Это видео демонстрирует протокол новый метод генерации и последующей очистки нейронных клеток-предшественников из возобновляемых источников нервные стволовые клетки (НСК) на основе их физических (размер и внутренней детализации) и флуоресцентные свойства с помощью технологии проточной цитометрии.
Нервные стволовые клетки (НСК) могут быть выделены и расширен в больших масштабах, используя neurosphere анализа и дифференцированы на три основных типа клеток центральной нервной системы (ЦНС), а именно астроциты, олигодендроциты и нейроны. Эти характеристики делают нейронных стволовых и прогениторных клеток бесценный возобновляемый источник клеток для лабораторного исследования, такие как наркотики, Нейротоксикология и электрофизиологии, а также для мобильных заместительной терапии при многих неврологических заболеваний. На практике, однако, неоднородность НСК потомство, низкое производство нейронов и олигодендроцитов и астроцитов преобладание после дифференциации ограничить их клинического применения. Здесь мы описываем новую методологию для создания и последующей очистки незрелых нейронов с мышиным потомством НСК активировать с помощью флуоресцентной сортировки клеток (FACS) технологии. Используя эту методологию, обогащенного нейронные популяции клеток-предшественников может быть достигнут умомHout заметного астроцитов и добросовестных загрязнения НСК. Процедура включает в себя дифференциацию НСК потомство изолированы и расширен с E14 мыши ганглиозные возвышения использованием neurosphere анализа, с последующим выделением и обогащение незрелых нервных клеток в зависимости от их физических (размер и внутреннюю сложность) и флуоресцентные свойства с помощью технологии проточной цитометрии. В целом, это занимает 5-7 дней для получения нейросферы и 6-8 дней, чтобы дифференцировать НСК потомство и изоляции высокоочищенных незрелых нервных клеток.
Возможность изолировать определенный нейронных клеточных популяций (например, нейроны, астроциты и олигодендроциты) может решить некоторые из препятствий, связанных с клиническим применением нервные стволовые клетки (НСК). Во-первых, она позволяет нам в полной мере характеризуют нач?…
The authors have nothing to disclose.
Эта работа была поддержана финансирование от Фонда Overstreet.

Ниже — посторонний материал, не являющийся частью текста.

//! Engine, drive core, controls, fuel and sail weights.

use crate::hull::{DriveCore, Hull};
use crate::rounding::{ceil_ton, round, round_half_ton, Granularity, RoundMode};

use super::tables::{
    FREE_HEAT_SINK_BASE, FUEL_PUMP_FRACTION, LF_BATTERY_FRACTION, PRIMITIVE_CONTROL,
    PRIMITIVE_ENGINE, PRIMITIVE_SAIL, STANDARD_ENGINE, STATION_KEEPING_ENGINE,
};

/// Engine tonnage, to the nearest half ton.
///
/// A safe thrust of zero is a station-keeping drive, which ignores hull era.
pub fn engine_tonnage(hull: Hull, tonnage: f64, safe_thrust: u32, build_year: u32) -> f64 {
    let thrust = f64::from(safe_thrust);
    let raw = if safe_thrust == 0 {
        tonnage * STATION_KEEPING_ENGINE
    } else if hull.primitive {
        tonnage * thrust * PRIMITIVE_ENGINE.lookup(build_year)
    } else {
        tonnage * thrust * STANDARD_ENGINE
    };
    round_half_ton(raw)
}

/// Heat sinks whose weight is included in the engine.
pub fn free_heat_sinks(primitive: bool, engine_tonnage: f64) -> u32 {
    let factor = if primitive { 1.0 } else { 2.0 };
    let free = FREE_HEAT_SINK_BASE + (engine_tonnage * factor).sqrt();
    round(free, Granularity::Ton, RoundMode::Floor) as u32
}

/// One ton for every heat sink beyond the free allotment.
pub fn heat_sink_weight(count: u32, free: u32) -> f64 {
    f64::from(count.saturating_sub(free))
}

pub fn kf_drive_weight(drive_core: DriveCore, tonnage: f64) -> f64 {
    ceil_ton(tonnage * drive_core.mass_fraction())
}

pub fn lf_battery_weight(fitted: bool, tonnage: f64) -> f64 {
    if fitted {
        tonnage * LF_BATTERY_FRACTION
    } else {
        0.0
    }
}

/// Bridge and control systems, rounded up to the whole ton.
pub fn control_weight(hull: Hull, tonnage: f64, build_year: u32) -> f64 {
    let multiplier = if hull.primitive {
        PRIMITIVE_CONTROL.lookup(build_year)
    } else {
        hull.class.control_multiplier()
    };
    ceil_ton(tonnage * multiplier)
}

/// Fuel plus pumps and tankage.
pub fn fuel_weight(fuel_tonnage: f64) -> f64 {
    fuel_tonnage + ceil_ton(fuel_tonnage * FUEL_PUMP_FRACTION)
}

/// Jump sail or energy collection sail.
pub fn sail_weight(hull: Hull, sail: bool, tonnage: f64, build_year: u32) -> f64 {
    if !sail {
        return 0.0;
    }
    let (divisor, offset) = if hull.primitive {
        PRIMITIVE_SAIL.lookup(build_year)
    } else {
        hull.class.sail_terms()
    };
    ceil_ton(tonnage / divisor) + offset
}

#[cfg(test)]
mod tests {
    use super::*;
    use crate::hull::HullClass;

    const WARSHIP: Hull = Hull::new(HullClass::WarShip);
    const PRIMITIVE_JUMPSHIP: Hull = Hull::primitive(HullClass::JumpShip);

    #[test]
    fn station_keeping_engine() {
        let station = Hull::new(HullClass::SpaceStation);
        assert_eq!(engine_tonnage(station, 200_000.0, 0, 3050), 2400.0);
    }

    #[test]
    fn thrust_engines_by_era() {
        assert_eq!(engine_tonnage(WARSHIP, 500_000.0, 3, 3050), 90_000.0);
        assert_eq!(engine_tonnage(PRIMITIVE_JUMPSHIP, 100_000.0, 1, 2150), 12_000.0);
        assert_eq!(engine_tonnage(PRIMITIVE_JUMPSHIP, 100_000.0, 1, 2251), 6600.0);
        assert_eq!(engine_tonnage(PRIMITIVE_JUMPSHIP, 100_000.0, 1, 2300), 6000.0);
    }

    #[test]
    fn free_heat_sinks_depend_on_primitive_flag() {
        // 45 + sqrt(2400 * 2) = 114.28
        assert_eq!(free_heat_sinks(false, 2400.0), 114);
        // 45 + sqrt(2400) = 93.98
        assert_eq!(free_heat_sinks(true, 2400.0), 93);
        assert_eq!(heat_sink_weight(100, 114), 0.0);
        assert_eq!(heat_sink_weight(120, 114), 6.0);
    }

    #[test]
    fn control_weight_rounds_up() {
        assert_eq!(control_weight(WARSHIP, 500_000.0, 3050), 1250.0);
        assert_eq!(control_weight(Hull::new(HullClass::SpaceStation), 200_500.0, 3050), 201.0);
        assert_eq!(control_weight(PRIMITIVE_JUMPSHIP, 100_000.0, 2100), 625.0);
    }

    #[test]
    fn fuel_adds_pump_overhead() {
        assert_eq!(fuel_weight(1000.0), 1020.0);
        assert_eq!(fuel_weight(1010.0), 1031.0);
        assert_eq!(fuel_weight(0.0), 0.0);
    }

    #[test]
    fn sail_weight_by_hull() {
        assert_eq!(sail_weight(WARSHIP, false, 500_000.0, 3050), 0.0);
        assert_eq!(sail_weight(WARSHIP, true, 500_000.0, 3050), 55.0);
        assert_eq!(sail_weight(Hull::new(HullClass::JumpShip), true, 100_000.0, 3050), 44.0);
        assert_eq!(sail_weight(PRIMITIVE_JUMPSHIP, true, 100_000.0, 2200), 350.0);
        assert_eq!(sail_weight(PRIMITIVE_JUMPSHIP, true, 100_000.0, 2270), 88.0);
    }

    #[test]
    fn drive_core_weight() {
        assert_eq!(kf_drive_weight(DriveCore::Standard, 100_000.0), 95_000.0);
        assert_eq!(kf_drive_weight(DriveCore::Compact, 500_000.0), 226_250.0);
        assert_eq!(kf_drive_weight(DriveCore::None, 500_000.0), 0.0);
    }
}
mod commands;

use anyhow::Result;
use clap::{Parser, Subcommand};
use tracing_subscriber::{EnvFilter, FmtSubscriber};

use commands::breakdown::{handle_breakdown, BreakdownArgs};
use commands::catalog::{handle_catalog, ListArgs};
use commands::verify::{handle_verify, VerifyArgs};
use commands::CatalogArgs;

#[derive(Parser, Debug)]
#[command(author, version, about = "Capital ship construction verifier")]
struct Cli {
    #[command(flatten)]
    catalog: CatalogArgs,

    #[command(subcommand)]
    command: Command,
}

#[derive(Subcommand, Debug)]
enum Command {
    /// Check a design against the construction rules.
    Verify(VerifyArgs),
    /// Show the derived weights and limits of a design.
    Breakdown(BreakdownArgs),
    /// List the reference catalog.
    Catalog(ListArgs),
}

fn main() -> Result<()> {
    init_tracing();
    let cli = Cli::parse();

    match &cli.command {
        Command::Verify(args) => handle_verify(&cli.catalog, args),
        Command::Breakdown(args) => handle_breakdown(&cli.catalog, args),
        Command::Catalog(args) => handle_catalog(&cli.catalog, args),
    }
}

fn init_tracing() {
    let env_filter = EnvFilter::try_from_default_env().unwrap_or_else(|_| EnvFilter::new("info"));
    let subscriber = FmtSubscriber::builder()
        .with_env_filter(env_filter)
        .with_writer(std::io::stderr)
        .finish();

    let _ = tracing::subscriber::set_global_default(subscriber);
}
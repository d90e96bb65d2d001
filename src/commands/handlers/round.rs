//! Round command handlers
//!
//! Handles: round, income, rbe
//!
//! - **Version**: 1.0.0
//! - **Since**: 1.4.0

use anyhow::Result;
use async_trait::async_trait;
use serenity::builder::{CreateApplicationCommand, CreateEmbed};
use std::sync::Arc;

use crate::commands::context::CommandContext;
use crate::commands::error::{into_message, CommandError};
use crate::commands::handler::SlashCommandHandler;
use crate::commands::slash::{self, get_integer_option, leaf_options};
use crate::core::embeds::CYBER;
use crate::core::{format_number, truncate_for_embed};
use crate::features::rounds::{
    is_freeplay, xp, Gamemode, RoundRange, Rounds, LAST_UNRAMPED_ROUND, MAX_ROUND,
    ROUNDS_UNAVAILABLE,
};
use crate::interactions::model::{CommandData, Interaction};
use crate::interactions::{InteractionResponse, ReplyData};

const MAP_XP_NOTE: &str = "• Map XP multipliers: { intermediate 1.1, advanced 1.2, expert 1.3 }";

pub struct RoundHandler;

fn rounds(ctx: &CommandContext) -> Result<&Rounds, CommandError> {
    ctx.data
        .rounds
        .as_ref()
        .ok_or_else(|| CommandError::Unavailable(ROUNDS_UNAVAILABLE.into()))
}

fn title(round: u32, mode: Gamemode) -> String {
    if mode.is_abr() {
        format!("Round {round} ABR")
    } else {
        format!("Round {round}")
    }
}

fn ramping(rounds: &Rounds, round: u32) -> String {
    format!(
        "Health: {}x\nSpeed: {}x",
        format_number(rounds.ramping.health(round)),
        format_number(rounds.ramping.speed(round))
    )
}

/// Embed for `round`, switching to possible bloon sets once rounds are random
pub fn round_embed(rounds: &Rounds, round: i64, mode: Gamemode) -> Result<CreateEmbed, CommandError> {
    let round = u32::try_from(round)
        .ok()
        .filter(|round| (1..=MAX_ROUND).contains(round))
        .ok_or_else(|| {
            CommandError::InvalidInput(format!("Round must be between 1 and {MAX_ROUND}."))
        })?;
    let (round_xp, total_xp) = xp(round);

    let mut embed = CreateEmbed::default();
    embed.colour(CYBER).title(title(round, mode));

    if is_freeplay(round, mode) {
        let sets = rounds.freeplay_sets(round).join("\n");
        embed
            .description(truncate_for_embed(&format!(
                "All **possible** bloon sets\n\n{sets}"
            )))
            .field("Ramping", ramping(rounds, round), false)
            .field("XP earned", format_number(round_xp as f64 * 0.1), true)
            .field("Total XP from R1", format_number(total_xp as f64 * 0.1), true)
            .field("Note", MAP_XP_NOTE, false);
        return Ok(embed);
    }

    let row = rounds
        .table(mode)
        .get(round)
        .ok_or_else(|| CommandError::NotFound(format!("No data recorded for round {round}.")))?;
    let cash = match row.cash {
        Some(cash) => format!("${}", format_number(cash)),
        None if mode.is_abr() => "ABR cash data not available for round 1-2".to_string(),
        None => "Not available".to_string(),
    };

    embed
        .description(truncate_for_embed(&row.contents.join("\n")))
        .field("Round length (seconds)", format_number(row.length), true)
        .field("RBE", format_number(row.rbe as f64), true)
        .field("Cash earned", cash, true);
    if round > LAST_UNRAMPED_ROUND {
        embed.field("Ramping", ramping(rounds, round), false);
    }
    embed
        .field("XP earned", format_number(round_xp as f64), true)
        .field("Total XP from R1", format_number(total_xp as f64), false)
        .field(
            "Notes",
            format!(
                "• Freeplay (e.g. round 41 on easy mode): XP is 0.3 of displayed\n{MAP_XP_NOTE}"
            ),
            false,
        );
    Ok(embed)
}

/// Cash earned over `range`, halved in half cash mode
pub fn income(rounds: &Rounds, range: RoundRange, mode: Gamemode) -> Result<String, CommandError> {
    let mut cash = rounds
        .table(mode)
        .cash_between(range)
        .ok_or_else(|| CommandError::Unavailable(ROUNDS_UNAVAILABLE.into()))?;
    if mode == Gamemode::HalfCash {
        cash /= 2.0;
    }
    Ok(format!(
        "**{}** is made in {} from round(s) {} to {}.",
        format_number(cash),
        mode.income_label(),
        range.start,
        range.end
    ))
}

pub fn rbe(rounds: &Rounds, range: RoundRange, mode: Gamemode) -> Result<String, CommandError> {
    let total = rounds
        .table(mode)
        .rbe_between(range)
        .ok_or_else(|| CommandError::Unavailable(ROUNDS_UNAVAILABLE.into()))?;
    Ok(format!(
        "The total RBE is **{}** from round(s) {} to {}.\nNote: some towers may count pops differently due to bugs",
        format_number(total as f64),
        range.start,
        range.end
    ))
}

#[async_trait]
impl SlashCommandHandler for RoundHandler {
    fn command_names(&self) -> &'static [&'static str] {
        &["round", "income", "rbe"]
    }

    fn declarations(&self) -> Vec<CreateApplicationCommand> {
        slash::round::create_commands()
    }

    async fn handle(
        &self,
        ctx: Arc<CommandContext>,
        _interaction: &Interaction,
        command: &CommandData,
    ) -> Result<InteractionResponse> {
        let options = leaf_options(command);
        let mode = Gamemode::from_option(get_integer_option(options, "mode"));

        let reply = rounds(&ctx).and_then(|rounds| match command.name.as_str() {
            "round" => {
                let round = get_integer_option(options, "round").unwrap_or_default();
                round_embed(rounds, round, mode).map(|embed| ReplyData::new().embed(embed))
            }
            name => {
                let range = RoundRange::new(
                    get_integer_option(options, "start-round").unwrap_or_default(),
                    get_integer_option(options, "end-round"),
                    mode,
                )?;
                let content = if name == "income" {
                    income(rounds, range, mode)?
                } else {
                    rbe(rounds, range, mode)?
                };
                Ok(ReplyData::new().content(content))
            }
        });

        Ok(into_message(reply))
    }
}

#[cfg(test)]
mod tests {
    use super::*;
    use crate::commands::testing::{command_data, command_interaction, context, context_with, FakeRemote};
    use crate::core::embeds::embed_json;
    use crate::features::rounds::tests::fixture_rounds;
    use serde_json::{json, Value};

    async fn run(name: &str, options: Value) -> Value {
        let interaction = command_interaction(name, options);
        RoundHandler
            .handle(context(), &interaction, command_data(&interaction))
            .await
            .unwrap()
            .to_json()
    }

    fn field_names(embed: &Value) -> Vec<String> {
        embed["fields"]
            .as_array()
            .unwrap()
            .iter()
            .map(|field| field["name"].as_str().unwrap().to_string())
            .collect()
    }

    #[tokio::test]
    async fn test_regular_round() {
        let json = run("round", json!([{ "name": "round", "type": 4, "value": 40 }])).await;
        let embed = &json["data"]["embeds"][0];

        assert_eq!(embed["title"], "Round 40");
        assert_eq!(embed["description"], "40 Red");
        assert_eq!(
            field_names(embed),
            vec!["Round length (seconds)", "RBE", "Cash earned", "XP earned", "Total XP from R1", "Notes"]
        );
        assert_eq!(embed["fields"][0]["value"], "40.5");
        assert_eq!(embed["fields"][2]["value"], "$4,000");
        assert!(json["data"].get("flags").is_none());
    }

    #[tokio::test]
    async fn test_late_round_shows_ramping() {
        let json = run("round", json!([{ "name": "round", "type": 4, "value": 100 }])).await;
        let embed = &json["data"]["embeds"][0];

        assert_eq!(field_names(embed)[3], "Ramping");
        assert_eq!(embed["fields"][3]["value"], "Health: 1.4x\nSpeed: 1.4x");
    }

    #[tokio::test]
    async fn test_freeplay_round() {
        let json = run("round", json!([{ "name": "round", "type": 4, "value": 190 }])).await;
        let embed = &json["data"]["embeds"][0];

        assert_eq!(
            embed["description"],
            "All **possible** bloon sets\n\n20 Ceramic\n1 BAD"
        );
        assert_eq!(field_names(embed), vec!["Ramping", "XP earned", "Total XP from R1", "Note"]);
        // (190 - 50) * 90 + 1620 = 14220 XP, shown at a tenth
        assert_eq!(embed["fields"][1]["value"], "1,422");
    }

    #[tokio::test]
    async fn test_abr_switches_to_freeplay_after_100() {
        let json = run(
            "round",
            json!([
                { "name": "round", "type": 4, "value": 101 },
                { "name": "mode", "type": 4, "value": 1 }
            ]),
        )
        .await;
        let embed = &json["data"]["embeds"][0];
        assert_eq!(embed["title"], "Round 101 ABR");
        assert_eq!(field_names(embed)[0], "Ramping");
    }

    #[test]
    fn test_abr_early_round_has_no_cash() {
        let embed = embed_json(&round_embed(&fixture_rounds(), 2, Gamemode::Abr).unwrap());
        assert_eq!(embed["fields"][2]["value"], "ABR cash data not available for round 1-2");
    }

    #[test]
    fn test_round_out_of_range() {
        let rounds = fixture_rounds();
        for round in [0, 1_288_556] {
            assert!(matches!(
                round_embed(&rounds, round, Gamemode::Normal),
                Err(CommandError::InvalidInput(_))
            ));
        }
    }

    #[tokio::test]
    async fn test_income_range() {
        let json = run(
            "income",
            json!([
                { "name": "start-round", "type": 4, "value": 3 },
                { "name": "end-round", "type": 4, "value": 1 }
            ]),
        )
        .await;
        assert_eq!(
            json["data"]["content"],
            "**600** is made in CHIMPS from round(s) 1 to 3."
        );
    }

    #[tokio::test]
    async fn test_half_cash_income() {
        let json = run(
            "income",
            json!([
                { "name": "start-round", "type": 4, "value": 1 },
                { "name": "mode", "type": 4, "value": 2 }
            ]),
        )
        .await;
        assert_eq!(
            json["data"]["content"],
            "**50** is made in Half Cash from round(s) 1 to 1."
        );
    }

    #[tokio::test]
    async fn test_abr_income_rejects_first_rounds() {
        let json = run(
            "income",
            json!([
                { "name": "start-round", "type": 4, "value": 1 },
                { "name": "end-round", "type": 4, "value": 10 },
                { "name": "mode", "type": 4, "value": 1 }
            ]),
        )
        .await;
        assert_eq!(
            json["data"]["content"],
            "There is no support for rounds 1-2 ABR calculation"
        );
        assert_eq!(json["data"]["flags"], 64);
    }

    #[tokio::test]
    async fn test_abr_rbe_past_100_rejected() {
        let json = run(
            "rbe",
            json!([
                { "name": "start-round", "type": 4, "value": 50 },
                { "name": "end-round", "type": 4, "value": 120 },
                { "name": "mode", "type": 4, "value": 1 }
            ]),
        )
        .await;
        assert_eq!(
            json["data"]["content"],
            "Round 120 isn't predetermined in ABR; the calculation won't be consistent"
        );
        assert_eq!(json["data"]["flags"], 64);
    }

    #[tokio::test]
    async fn test_rbe_range() {
        let json = run(
            "rbe",
            json!([
                { "name": "start-round", "type": 4, "value": 1 },
                { "name": "end-round", "type": 4, "value": 140 }
            ]),
        )
        .await;
        assert_eq!(
            json["data"]["content"],
            "The total RBE is **9,870** from round(s) 1 to 140.\nNote: some towers may count pops differently due to bugs"
        );
    }

    #[tokio::test]
    async fn test_missing_round_data() {
        let (ctx, _) = context_with(FakeRemote::default());
        let mut data = (*ctx.data).clone();
        data.rounds = None;
        let ctx = Arc::new(CommandContext {
            data: Arc::new(data),
            ..(*ctx).clone()
        });

        let interaction =
            command_interaction("rbe", json!([{ "name": "start-round", "type": 4, "value": 1 }]));
        let json = RoundHandler
            .handle(ctx, &interaction, command_data(&interaction))
            .await
            .unwrap()
            .to_json();
        assert_eq!(json["data"]["content"], ROUNDS_UNAVAILABLE);
        assert_eq!(json["data"]["flags"], 64);
    }
}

Name of the reagent | Type | Company | Catalogue number | Comments |
NeuroCult NSC Basal Medium | Medium | Stem Cell Technologies | 05700 | |
NeuroCult NSC Proliferation Supplements | Medium supplement | Stem Cell Technologies | 05701 | |
%0.05 trypsin-EDTA | Reagent | Gibco | 25300-062 | |
Soybean trypsin inhibitor | Reagent | Sigma | T6522 | |
Pen/Strep | Reagent | Gibco | 15140-122 | |
*MEM | Reagent | Gibco | 41500-018 | HEM component |
*HEPES | Reagent | Sigma | H4034 | HEM component |
*Distilled water | Reagent | Gibco | 15230-147 | |
Cell strainer | Sieve | BD Falcon | 352340 | |
T25 flask | Culture ware | Nalge Nunc international | 136196 | |
T80 flask | Culture ware | Nalge Nunc international | 178905 | |
15 ml tubes | Culture ware | BD Falcon | 352096 | |
50 ml tubes | Culture ware | BD Falcon | 352070 | |
EGF | Growth factor | R&D | 2028-EG | |
b-FGF | Growth factor | R&D | 3139-FB | |
Heparin | Growth factor | Sigma | H4784 | Reconstituted in PBS |
Anti-PSA-NCAM-PE | Antibody | Miltenyi Biotec | 130-093-274 | |
PE- Conjugated mouse IgG1 | Isotype control antibody | BD Pharminogen | 556029 | |
Heparin | Growth factor | Sigma | H4784 | Reconstituted in PBS |
HrBMP-4 | Growth factor | R&D | 314-BP-010 | |
Poly-L-Ornithine | Reagent | Sigma | P4957 | |
Fetal Calf Serum | Medium Supplement | Gibco | 10099-141 | |
GFAP | Antibody | DAKO | Z0334 | |
B-III tubulin | Antibody | Promega | G7121 |
*To make HEM, mix 1 x 10 L packet of MEM and 160 ml of 1M HEPES and bring the volume to 8.75 L using distilled water. Set the final PH to 7.4 and store it at 4 °C.